PCR amplification often leads to biased representation of the starting sequence 
population. To track the sequence tags present in the initial sequence library,
unique molecular identifiers (UMI) are added to the 5 prime of each sequence 
in the staring library. The function \Rfunction{getUniqueCleavageEvents} uses 
the UMI sequence in the umi.inputfile (optionally contains umi plus the first 
few sequence from R1 reads) to obtain the starting sequence library. It also 
filters out reads that does not contain the integration oligo sequence, too 
short or not in the right paired configuration. 

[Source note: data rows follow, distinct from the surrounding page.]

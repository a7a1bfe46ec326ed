//! A tree keyed by path segments. Used by the in-memory lock table and
//! the in-memory provider.
use std::collections::HashMap;

use crate::fs::{FsError, FsResult};

/// id of the root node of the tree.
pub(crate) const ROOT_ID: u64 = 1;

#[derive(Debug)]
/// A tree contains a bunch of nodes.
pub(crate) struct Tree<D> {
    nodes: HashMap<u64, Node<D>>,
    next_id: u64,
}

#[derive(Debug)]
struct Node<D> {
    data: D,
    parent_id: u64,
    children: HashMap<String, u64>,
}

impl<D> Tree<D> {
    /// Get new tree and initialize the root with 'data'.
    pub fn new(data: D) -> Tree<D> {
        let mut nodes = HashMap::new();
        nodes.insert(
            ROOT_ID,
            Node {
                data,
                parent_id: 0,
                children: HashMap::new(),
            },
        );
        Tree {
            nodes,
            next_id: ROOT_ID + 1,
        }
    }

    /// Add a child node to an existing node. With `overwrite`, an
    /// existing child of the same name (and its subtree) is replaced.
    pub fn add_child(&mut self, parent: u64, key: &str, data: D, overwrite: bool) -> FsResult<u64> {
        let existing = {
            let pnode = self.nodes.get(&parent).ok_or(FsError::NotFound)?;
            pnode.children.get(key).copied()
        };
        if let Some(old) = existing {
            if !overwrite {
                return Err(FsError::Exists);
            }
            self.delete_subtree(old)?;
        }
        Ok(self.insert_node(parent, key, data))
    }

    fn insert_node(&mut self, parent: u64, key: &str, data: D) -> u64 {
        let id = self.next_id;
        self.next_id += 1;
        self.nodes.insert(
            id,
            Node {
                data,
                parent_id: parent,
                children: HashMap::new(),
            },
        );
        if let Some(pnode) = self.nodes.get_mut(&parent) {
            pnode.children.insert(key.to_string(), id);
        }
        id
    }

    /// Get a child node by name.
    pub fn get_child(&self, parent: u64, key: &str) -> FsResult<u64> {
        let pnode = self.nodes.get(&parent).ok_or(FsError::NotFound)?;
        pnode.children.get(key).copied().ok_or(FsError::NotFound)
    }

    /// Get all children of this node, sorted by name.
    pub fn get_children(&self, parent: u64) -> FsResult<Vec<(String, u64)>> {
        let pnode = self.nodes.get(&parent).ok_or(FsError::NotFound)?;
        let mut v: Vec<(String, u64)> = pnode.children.iter().map(|(k, i)| (k.clone(), *i)).collect();
        v.sort();
        Ok(v)
    }

    /// Get reference to a node.
    pub fn get_node(&self, id: u64) -> FsResult<&D> {
        self.nodes.get(&id).map(|n| &n.data).ok_or(FsError::NotFound)
    }

    /// Get mutable reference to a node.
    pub fn get_node_mut(&mut self, id: u64) -> FsResult<&mut D> {
        self.nodes.get_mut(&id).map(|n| &mut n.data).ok_or(FsError::NotFound)
    }

    /// Parent of a node. The root has none.
    pub fn parent_of(&self, id: u64) -> Option<u64> {
        if id == ROOT_ID {
            return None;
        }
        self.nodes.get(&id).map(|n| n.parent_id)
    }

    /// Find the node for a list of segments.
    pub fn lookup(&self, segs: &[String]) -> FsResult<u64> {
        let mut node_id = ROOT_ID;
        for seg in segs {
            node_id = self.get_child(node_id, seg)?;
        }
        Ok(node_id)
    }

    /// Find the parent node for a list of segments.
    pub fn lookup_parent(&self, segs: &[String]) -> FsResult<u64> {
        match segs.split_last() {
            Some((_, rest)) => self.lookup(rest),
            None => Err(FsError::Forbidden),
        }
    }

    /// Walk from the root along `segs` for as long as nodes exist.
    /// Returns the ids visited, root first.
    pub fn walk(&self, segs: &[String]) -> Vec<u64> {
        let mut ids = vec![ROOT_ID];
        let mut node_id = ROOT_ID;
        for seg in segs {
            match self.get_child(node_id, seg) {
                Ok(id) => {
                    ids.push(id);
                    node_id = id;
                }
                Err(_) => break,
            }
        }
        ids
    }

    /// Find or create the node for `segs`.
    pub fn get_or_create(&mut self, segs: &[String], mk: impl Fn() -> D) -> u64 {
        let mut node_id = ROOT_ID;
        for seg in segs {
            node_id = match self.get_child(node_id, seg) {
                Ok(n) => n,
                Err(_) => self.insert_node(node_id, seg, mk()),
            };
        }
        node_id
    }

    /// This node and all nodes below it.
    pub fn subtree(&self, id: u64) -> Vec<u64> {
        let mut ids = Vec::new();
        let mut todo = vec![id];
        while let Some(id) = todo.pop() {
            if let Some(n) = self.nodes.get(&id) {
                ids.push(id);
                todo.extend(n.children.values().copied());
            }
        }
        ids
    }

    fn detach(&mut self, id: u64) -> FsResult<()> {
        let parent_id = self.parent_of(id).ok_or(FsError::Forbidden)?;
        let pnode = self.nodes.get_mut(&parent_id).ok_or(FsError::NotFound)?;
        pnode.children.retain(|_, v| *v != id);
        Ok(())
    }

    /// Delete a node. Fails if node has children. Returns its data.
    pub fn delete_node(&mut self, id: u64) -> FsResult<D> {
        let n = self.nodes.get(&id).ok_or(FsError::NotFound)?;
        if !n.children.is_empty() {
            return Err(FsError::Forbidden);
        }
        self.detach(id)?;
        self.nodes.remove(&id).map(|n| n.data).ok_or(FsError::NotFound)
    }

    /// Delete a node and everything below it.
    pub fn delete_subtree(&mut self, id: u64) -> FsResult<()> {
        self.detach(id)?;
        for id in self.subtree(id) {
            self.nodes.remove(&id);
        }
        Ok(())
    }

    /// Move a node to a new position and new name in the tree.
    /// If "overwrite" is true, an existing node (and its subtree)
    /// at the destination is replaced.
    pub fn move_node(&mut self, id: u64, new_parent: u64, new_name: &str, overwrite: bool) -> FsResult<()> {
        if self.subtree(id).contains(&new_parent) {
            return Err(FsError::Forbidden);
        }
        let dest = self.get_child(new_parent, new_name).ok();
        if let Some(dest) = dest {
            if dest == id {
                return Ok(());
            }
            if !overwrite {
                return Err(FsError::Exists);
            }
            if self.subtree(dest).contains(&id) {
                return Err(FsError::Forbidden);
            }
            self.delete_subtree(dest)?;
        }
        self.detach(id)?;
        if let Some(n) = self.nodes.get_mut(&id) {
            n.parent_id = new_parent;
        }
        let pnode = self.nodes.get_mut(&new_parent).ok_or(FsError::NotFound)?;
        pnode.children.insert(new_name.to_string(), id);
        Ok(())
    }
}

For detailed parameter settings for function 
\Rfunction{getUniqueCleavageEvents}, \linebreak 
please type help(getUniqueCleavageEvents).

\begin{scriptsize}
<<>>=
uniqueCleavageEvents <- getUniqueCleavageEvents(bamfile, umifile, n.cores.max =1)
#uniqueCleavageEventsOld <- getUniqueCleavageEvents(bedfile, umifile)
uniqueCleavageEvents$cleavage.gr
@
\end{scriptsize}

\subsection{Step 2: Summarize cleavage events}
Calling the function \Rfunction{getPeaks} with the results from 
getUniqueCleavageEvents outputs summarized cleavage events for
each moving window with at least min.reads of cleavage events.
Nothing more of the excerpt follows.